Before it went on sale in the United States, the car--made in Yugoslavia by Zavodi Crvena Zastava, a company that started making cannons in the 1800s--underwent more than 500 modifications, such as adding a rear window wiper and plush seats, to make it more attractive and comfortable.

However, the Yugo’s main attraction for consumers is not design, but price. Despite the advertised price tag, the car is almost never sold for $3,990, company officials said.

After dealer markup and destination charges are added, the car generally costs $4,644. That’s still at least $1,000 cheaper than other mini-automobiles, Yugo officials point out.

Vicky Thomas, owner of a Yugo dealership in Los Angeles, has sold 20 Yugos over the last three weeks. She decided to sells the Yugo because “a lot of her friends,” who are “single women and raising kids by themselves,” told her they were looking for a car they could afford.

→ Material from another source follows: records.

//! Category allow-list and classification
//!
//! One ordered [`CategoryTable`] drives both sides of discovery: the Overpass
//! query requests exactly its rules, and a fetched feature is grouped under the
//! first rule key present on its tags. Rule order is priority order.

use crate::error::{Error, Result};
use serde::{Deserialize, Serialize};
use std::collections::BTreeMap;
use std::fmt;

/// Group key used when no rule key is present on a feature.
pub const OTHER: &str = "other";

/// One tag key and the values requested for it.
#[derive(Debug, Clone, PartialEq, Eq, Serialize, Deserialize)]
pub struct CategoryRule {
    /// OSM tag key, e.g. `amenity`
    pub key: String,
    /// Accepted values; empty means any value
    #[serde(default)]
    pub values: Vec<String>,
}

impl CategoryRule {
    /// Rule accepting only the listed values
    pub fn one_of(key: &str, values: &[&str]) -> Self {
        Self {
            key: key.to_string(),
            values: values.iter().map(|v| (*v).to_string()).collect(),
        }
    }

    /// Rule accepting any value of `key`
    pub fn any(key: &str) -> Self {
        Self {
            key: key.to_string(),
            values: Vec::new(),
        }
    }

    /// True when every value of the key is requested
    pub fn accepts_any_value(&self) -> bool {
        self.values.is_empty()
    }
}

/// Ordered allow-list of tag rules.
#[derive(Debug, Clone, PartialEq, Eq, Serialize, Deserialize)]
#[serde(transparent)]
pub struct CategoryTable {
    rules: Vec<CategoryRule>,
}

impl Default for CategoryTable {
    fn default() -> Self {
        Self::new(vec![
            CategoryRule::one_of(
                "amenity",
                &["restaurant", "cafe", "bar", "fast_food", "food_court", "pub", "biergarten"],
            ),
            CategoryRule::one_of("shop", &["mall", "supermarket", "convenience", "department_store"]),
            CategoryRule::one_of(
                "leisure",
                &["park", "garden", "sports_centre", "fitness_centre", "cinema"],
            ),
            CategoryRule::one_of("tourism", &["hotel", "attraction", "museum", "gallery"]),
            CategoryRule::any("office"),
        ])
    }
}

impl CategoryTable {
    /// Build a table from rules in priority order
    pub fn new(rules: Vec<CategoryRule>) -> Self {
        Self { rules }
    }

    /// Rules in priority order
    pub fn rules(&self) -> &[CategoryRule] {
        &self.rules
    }

    /// Classify a feature by its tags.
    ///
    /// The first rule key carrying a non-blank value wins, whether or not that
    /// value is in the rule's list: a feature fetched for `shop=mall` that is
    /// also tagged `amenity=bank` groups under `bank`.
    pub fn classify(&self, tags: &BTreeMap<String, String>) -> Category {
        self.rules
            .iter()
            .find_map(|rule| {
                tags.get(&rule.key)
                    .map(|v| v.trim())
                    .filter(|v| !v.is_empty())
                    .map(|v| Category::tagged(&rule.key, v))
            })
            .unwrap_or_else(Category::other)
    }

    /// Reject tables that could not be rendered into a safe query
    pub fn validate(&self) -> Result<()> {
        if self.rules.is_empty() {
            return Err(Error::invalid_value(
                "discovery.categories",
                "at least one category rule is required",
            ));
        }

        for rule in &self.rules {
            if !is_tag_token(&rule.key) {
                return Err(Error::invalid_value(
                    "discovery.categories.key",
                    format!("`{}` is not a valid tag key", rule.key),
                ));
            }
            if let Some(bad) = rule.values.iter().find(|v| !is_tag_token(v)) {
                return Err(Error::invalid_value(
                    "discovery.categories.values",
                    format!("`{bad}` is not a valid value for `{}`", rule.key),
                ));
            }
        }

        let mut keys: Vec<&str> = self.rules.iter().map(|r| r.key.as_str()).collect();
        keys.sort_unstable();
        if let Some(pair) = keys.windows(2).find(|w| w[0] == w[1]) {
            return Err(Error::invalid_value(
                "discovery.categories.key",
                format!("`{}` appears more than once", pair[0]),
            ));
        }

        Ok(())
    }
}

/// Tag keys and values are embedded in quoted query strings and regexes.
fn is_tag_token(s: &str) -> bool {
    !s.is_empty()
        && s
            .chars()
            .all(|c| c.is_ascii_alphanumeric() || c == '_' || c == ':' || c == '-')
}

/// A feature's category: the winning tag key and its value.
#[derive(Debug, Clone, PartialEq, Eq, Hash, Serialize, Deserialize)]
pub struct Category {
    /// Tag key that produced the category, `None` for the fallback group
    pub tag: Option<String>,
    /// Tag value, or [`OTHER`]
    pub value: String,
}

impl Category {
    /// Category from a tag key and value
    pub fn tagged(tag: &str, value: &str) -> Self {
        Self {
            tag: Some(tag.to_string()),
            value: value.to_string(),
        }
    }

    /// The fallback category
    pub fn other() -> Self {
        Self {
            tag: None,
            value: OTHER.to_string(),
        }
    }

    /// True for the fallback category
    pub fn is_other(&self) -> bool {
        self.tag.is_none()
    }

    /// Key the category is grouped under
    pub fn group_key(&self) -> &str {
        &self.value
    }

    /// Human-readable label: `fast_food` becomes `Fast Food`
    pub fn label(&self) -> String {
        humanize(&self.value)
    }
}

impl fmt::Display for Category {
    fn fmt(&self, f: &mut fmt::Formatter<'_>) -> fmt::Result {
        match &self.tag {
            Some(tag) => write!(f, "{tag}={}", self.value),
            None => f.write_str(OTHER),
        }
    }
}

fn humanize(value: &str) -> String {
    value
        .split(['_', ' '])
        .filter(|w| !w.is_empty())
        .map(|word| {
            let mut chars = word.chars();
            match chars.next() {
                Some(first) => first.to_uppercase().chain(chars).collect::<String>(),
                None => String::new(),
            }
        })
        .collect::<Vec<_>>()
        .join(" ")
}
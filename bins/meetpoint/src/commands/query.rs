//! Query command

use super::discovery_config;
use crate::input::read_participants;
use anyhow::{bail, Result};
use meetpoint_core::config::Config;
use meetpoint_geo::{centroid, sanitize};
use meetpoint_overpass::{ClientConfig, OverpassQuery};
use std::path::Path;

/// Print the Overpass QL for the participants' centroid
pub fn run(config: &Config, path: &Path, radius: Option<f64>, format: &str) -> Result<()> {
    let discovery = discovery_config(config, radius)?;
    let client = ClientConfig::from_schema(&config.schema.overpass).apply_env();

    let sanitized = sanitize(read_participants(path)?);
    let Some(center) = centroid(&sanitized.valid) else {
        bail!("no participant has a valid coordinate");
    };

    let ql = OverpassQuery::new(center, discovery.radius_m, &discovery.categories)
        .with_timeout(client.server_timeout_secs)
        .to_ql();

    if format == "json" {
        let output = serde_json::json!({
            "endpoint": client.endpoint,
            "centroid": center,
            "radius_m": discovery.radius_m,
            "query": ql,
        });
        println!("{}", serde_json::to_string_pretty(&output)?);
    } else {
        println!("{ql}");
    }
    Ok(())
}
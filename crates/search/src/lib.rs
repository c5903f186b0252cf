//! Text filtering over discovered places.
//!
//! Matching is case-insensitive against a place's name and its category
//! label. Results are ranked by match quality, then by distance.

mod error;
mod filter;

pub use error::{Result, SearchError};
pub use filter::{filter, match_tier, normalize_query, sort_by_distance_then_name, MatchTier};
//! Overpass API client for POI discovery
//!
//! This crate turns a center point and a category table into one Overpass
//! query, executes it, and parses the heterogeneous elements that come back.
//!
//! # Features
//!
//! - **Composite query builder**: `node` and `way` statements for every rule
//! - **Lenient parsing**: bad elements are dropped one by one
//! - **Soft failure**: [`OverpassClient::fetch_pois`] never errors
//! - **Request correlation**: every request carries an `X-Request-ID`
//!
//! # Example
//!
//! ```rust,no_run
//! use meetpoint_core::category::CategoryTable;
//! use meetpoint_geo::Coordinate;
//! use meetpoint_overpass::{ClientConfig, OverpassClient};
//!
//! #[tokio::main]
//! async fn main() -> Result<(), Box<dyn std::error::Error>> {
//!     let client = OverpassClient::with_config(ClientConfig::from_env())?;
//!     let center = Coordinate::new(-6.2044, 106.8428);
//!
//!     let pois = client.fetch_pois(center, 2000.0, &CategoryTable::default()).await;
//!     println!("{} places nearby", pois.len());
//!     Ok(())
//! }
//! ```

#![warn(missing_docs)]
#![warn(clippy::all)]

mod client;
mod config;
mod error;
pub mod parse;
pub mod query;
mod source;

pub use client::OverpassClient;
pub use config::ClientConfig;
pub use error::{ApiError, ApiResult};
pub use query::OverpassQuery;
pub use source::PoiSource;
//! Meeting-point discovery.
//!
//! [`pipeline`] turns a centroid, participants and fetched places into a
//! grouped, ranked [`DiscoveryResult`]. [`DiscoverySession`] drives repeated
//! discovery cycles and applies only the newest one.
//!
//! # Example
//!
//! ```no_run
//! use meetpoint_core::config::DiscoveryConfig;
//! use meetpoint_engine::{DiscoverySession, SessionOutcome};
//! use meetpoint_geo::ParticipantLocation;
//! use meetpoint_overpass::OverpassClient;
//!
//! # async fn run() -> Result<(), Box<dyn std::error::Error>> {
//! let session = DiscoverySession::new(OverpassClient::new()?, DiscoveryConfig::default())?;
//! let outcome = session
//!     .refresh(vec![
//!         ParticipantLocation::new(-6.2088, 106.8456),
//!         ParticipantLocation::new(-6.2000, 106.8400),
//!     ])
//!     .await;
//!
//! if let SessionOutcome::Applied(result) = outcome {
//!     println!("{}", result.summary());
//! }
//! # Ok(())
//! # }
//! ```

#![warn(missing_docs)]
#![warn(clippy::all)]

pub mod pipeline;
pub mod session;

pub use pipeline::{aggregate, format_distance, CategoryGroup, DiscoveryResult, ParticipantStatus};
pub use session::{DiscoverySession, SessionOutcome, SessionState};
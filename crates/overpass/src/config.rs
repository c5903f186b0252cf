//! Configuration for the Overpass client
//!
//! Built from the `[overpass]` section of `meetpoint.toml`, with environment
//! overrides for quick switching between public mirrors.

use crate::error::{ApiError, ApiResult};
use meetpoint_core::config::OverpassConfig;
use std::env;
use std::time::Duration;

/// Client configuration
#[derive(Debug, Clone, PartialEq)]
pub struct ClientConfig {
    /// Interpreter endpoint
    pub endpoint: String,
    /// Caller-side bound on a whole request, connect to last body byte
    pub timeout: Duration,
    /// Timeout placed in the query for the server to enforce, in seconds
    pub server_timeout_secs: u64,
    /// User-Agent header value
    pub user_agent: String,
}

impl Default for ClientConfig {
    fn default() -> Self {
        Self::from_schema(&OverpassConfig::default())
    }
}

impl ClientConfig {
    /// Create configuration from the file schema
    pub fn from_schema(schema: &OverpassConfig) -> Self {
        Self {
            endpoint: schema.endpoint.clone(),
            timeout: Duration::from_secs(schema.client_timeout_secs),
            server_timeout_secs: schema.server_timeout_secs,
            user_agent: schema.user_agent.clone(),
        }
    }

    /// Create configuration from defaults plus environment variables
    ///
    /// Reads the following environment variables:
    /// - `MEETPOINT_OVERPASS_URL`: interpreter endpoint
    /// - `MEETPOINT_TIMEOUT_SECS`: caller-side timeout in seconds
    pub fn from_env() -> Self {
        Self::default().apply_env()
    }

    /// Apply environment overrides on top of this configuration
    #[must_use]
    pub fn apply_env(mut self) -> Self {
        if let Ok(url) = env::var("MEETPOINT_OVERPASS_URL") {
            self.endpoint = url;
        }
        if let Some(timeout) = env::var("MEETPOINT_TIMEOUT_SECS")
            .ok()
            .and_then(|s| s.parse().ok())
            .map(Duration::from_secs)
        {
            self.timeout = timeout;
        }
        self
    }

    /// Builder-style method to set the endpoint
    #[must_use]
    pub fn with_endpoint(mut self, url: impl Into<String>) -> Self {
        self.endpoint = url.into();
        self
    }

    /// Builder-style method to set the caller-side timeout
    #[must_use]
    pub fn with_timeout(mut self, timeout: Duration) -> Self {
        self.timeout = timeout;
        self
    }

    /// Validate the configuration
    pub fn validate(&self) -> ApiResult<()> {
        if self.endpoint.is_empty() {
            return Err(ApiError::config("endpoint cannot be empty"));
        }

        if !self.endpoint.starts_with("http://") && !self.endpoint.starts_with("https://") {
            return Err(ApiError::InvalidUrl(self.endpoint.clone()));
        }

        if self.timeout.is_zero() {
            return Err(ApiError::config("timeout cannot be zero"));
        }

        Ok(())
    }
}
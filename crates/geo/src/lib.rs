//! Geospatial primitives for Meetpoint.
//!
//! This crate provides:
//! - Haversine distance in meters
//! - Arithmetic centroid of a participant set
//! - Coordinate validation and participant sanitizing
//! - Batch distances with optional parallelism
//!
//! # Example
//!
//! ```
//! use meetpoint_geo::{centroid_of, haversine_distance_meters, Coordinate};
//!
//! let a = Coordinate::new(-6.2088, 106.8456);
//! let b = Coordinate::new(-6.2000, 106.8400);
//!
//! let center = centroid_of(&[a, b]).unwrap();
//! assert!((center.latitude - -6.2044).abs() < 1e-4);
//!
//! let meters = haversine_distance_meters(&a, &b);
//! assert!((meters - 1158.0).abs() < 12.0);
//! ```

mod centroid;
mod error;
mod haversine;
pub mod batch;

pub use batch::distances_from;
pub use centroid::{centroid, centroid_of, sanitize, BoundingBox, Sanitized};
pub use error::{GeoError, GeoErrorCode, Result};
pub use haversine::{haversine_distance_meters, haversine_distance_with_radius, EARTH_RADIUS_M};

use serde::{Deserialize, Serialize};

/// A geographic coordinate with latitude and longitude.
#[derive(Debug, Clone, Copy, PartialEq, Serialize, Deserialize)]
pub struct Coordinate {
    /// Latitude in degrees (-90 to 90)
    pub latitude: f64,
    /// Longitude in degrees (-180 to 180)
    pub longitude: f64,
}

impl Coordinate {
    /// Creates a new coordinate without validation.
    #[inline]
    pub const fn new(latitude: f64, longitude: f64) -> Self {
        Self { latitude, longitude }
    }

    /// Creates a coordinate, rejecting non-finite or out-of-range values.
    pub fn try_new(latitude: f64, longitude: f64) -> Result<Self> {
        let coord = Self::new(latitude, longitude);
        if coord.is_valid() {
            Ok(coord)
        } else {
            Err(GeoError::InvalidCoordinate(format!(
                "({latitude}, {longitude}) is outside [-90, 90] x [-180, 180]"
            )))
        }
    }

    /// Returns true if both values are finite and within range.
    ///
    /// NaN fails every comparison, so it is rejected by the range checks.
    #[inline]
    pub fn is_valid(&self) -> bool {
        (-90.0..=90.0).contains(&self.latitude) && (-180.0..=180.0).contains(&self.longitude)
    }

    /// Converts degrees to radians for internal calculations.
    #[inline]
    pub(crate) fn to_radians(self) -> (f64, f64) {
        (self.latitude.to_radians(), self.longitude.to_radians())
    }
}

impl From<(f64, f64)> for Coordinate {
    fn from((lat, lng): (f64, f64)) -> Self {
        Self::new(lat, lng)
    }
}

/// A participant's resolved position, as supplied by the address resolver.
#[derive(Debug, Clone, PartialEq, Serialize, Deserialize)]
pub struct ParticipantLocation {
    /// Resolved coordinate
    #[serde(flatten)]
    pub coordinate: Coordinate,
    /// Display address, if the resolver kept one
    #[serde(default, skip_serializing_if = "Option::is_none")]
    pub address: Option<String>,
}

impl ParticipantLocation {
    /// Creates a participant location without an address.
    pub fn new(latitude: f64, longitude: f64) -> Self {
        Self {
            coordinate: Coordinate::new(latitude, longitude),
            address: None,
        }
    }

    /// Attaches a display address.
    #[must_use]
    pub fn with_address(mut self, address: impl Into<String>) -> Self {
        self.address = Some(address.into());
        self
    }
}
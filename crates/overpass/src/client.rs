//! Overpass HTTP client

use crate::config::ClientConfig;
use crate::error::{ApiError, ApiResult};
use crate::parse::parse_response;
use crate::query::OverpassQuery;
use crate::source::PoiSource;
use meetpoint_core::category::CategoryTable;
use meetpoint_core::poi::PointOfInterest;
use meetpoint_geo::Coordinate;
use meetpoint_telemetry::{counters, metrics};
use reqwest::header::{HeaderMap, HeaderValue, ACCEPT, USER_AGENT};
use reqwest::Client;
use std::future::Future;
use std::sync::Arc;
use std::time::Instant;
use tracing::{debug, instrument, warn};
use uuid::Uuid;

/// Request correlation ID header
const X_REQUEST_ID: &str = "X-Request-ID";

/// Overpass API client
///
/// One POST per fetch, no retries: a discovery cycle is superseded quickly
/// when participants change, and a retried answer would usually be stale.
#[derive(Clone)]
pub struct OverpassClient {
    inner: Client,
    config: Arc<ClientConfig>,
}

impl OverpassClient {
    /// Create a new client with default configuration plus environment overrides
    pub fn new() -> ApiResult<Self> {
        Self::with_config(ClientConfig::from_env())
    }

    /// Create a new client with specific configuration
    pub fn with_config(config: ClientConfig) -> ApiResult<Self> {
        config.validate()?;

        let mut default_headers = HeaderMap::new();
        default_headers.insert(ACCEPT, HeaderValue::from_static("application/json"));
        let agent = HeaderValue::from_str(&config.user_agent)
            .map_err(|_| ApiError::config(format!("invalid user agent `{}`", config.user_agent)))?;
        default_headers.insert(USER_AGENT, agent);

        let inner = Client::builder()
            .timeout(config.timeout)
            .default_headers(default_headers)
            .build()
            .map_err(ApiError::Request)?;

        Ok(Self {
            inner,
            config: Arc::new(config),
        })
    }

    /// Get the current configuration
    #[must_use]
    pub fn config(&self) -> &ClientConfig {
        &self.config
    }

    /// Fetch POIs, reporting every failure.
    #[instrument(skip(self, categories), fields(request_id))]
    pub async fn try_fetch_pois(
        &self,
        center: Coordinate,
        radius_m: f64,
        categories: &CategoryTable,
    ) -> ApiResult<Vec<PointOfInterest>> {
        let request_id = Uuid::new_v4().to_string();
        tracing::Span::current().record("request_id", request_id.as_str());

        let query = OverpassQuery::new(center, radius_m, categories)
            .with_timeout(self.config.server_timeout_secs)
            .to_ql();

        let start = Instant::now();
        let response = self
            .inner
            .post(&self.config.endpoint)
            .header(X_REQUEST_ID, &request_id)
            .form(&[("data", query.as_str())])
            .send()
            .await
            .map_err(|e| self.classify(e))?;

        let status = response.status();
        let body = response.text().await.map_err(|e| self.classify(e))?;

        if !status.is_success() {
            return Err(ApiError::api_response(status.as_u16(), body));
        }

        let pois = parse_response(&body, categories)?;
        debug!(
            pois = pois.len(),
            elapsed_ms = start.elapsed().as_millis(),
            "Overpass request succeeded"
        );
        Ok(pois)
    }

    /// Fetch POIs, degrading any failure to an empty list.
    pub async fn fetch_pois(
        &self,
        center: Coordinate,
        radius_m: f64,
        categories: &CategoryTable,
    ) -> Vec<PointOfInterest> {
        match self.try_fetch_pois(center, radius_m, categories).await {
            Ok(pois) => pois,
            Err(e) => {
                metrics().increment(counters::DISCOVERY_FAILED);
                warn!(
                    error = %e,
                    timeout = e.is_timeout(),
                    retryable = e.is_retryable(),
                    "POI discovery unavailable, continuing without places"
                );
                Vec::new()
            }
        }
    }

    fn classify(&self, e: reqwest::Error) -> ApiError {
        if e.is_timeout() {
            ApiError::Timeout(self.config.timeout)
        } else {
            ApiError::Request(e)
        }
    }
}

impl PoiSource for OverpassClient {
    fn fetch(
        &self,
        center: Coordinate,
        radius_m: f64,
        categories: &CategoryTable,
    ) -> impl Future<Output = Vec<PointOfInterest>> + Send {
        self.fetch_pois(center, radius_m, categories)
    }
}
//! CLI command implementations

pub mod centroid;
pub mod discover;
pub mod query;

use anyhow::Result;
use meetpoint_core::config::{Config, DiscoveryConfig};

/// Discovery settings from the config file, with a CLI radius override
pub fn discovery_config(config: &Config, radius: Option<f64>) -> Result<DiscoveryConfig> {
    let mut discovery = config.schema.discovery.clone();
    if let Some(radius_m) = radius {
        discovery = discovery.with_radius_m(radius_m);
    }
    discovery.validate()?;
    Ok(discovery)
}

She said it’s noisy and “not on the leading edge of technology.”

“But I’m not sure how good a car should be for $4,400,” she said.

Ronald Glantz, an automobile industry analyst at Montgomery Securities in San Francisco, said the Yugo has “serious problems . . . it rides rough, the controls look old, it has a very vague transmission.” But he said the car could do well once some of its weaknesses are corrected.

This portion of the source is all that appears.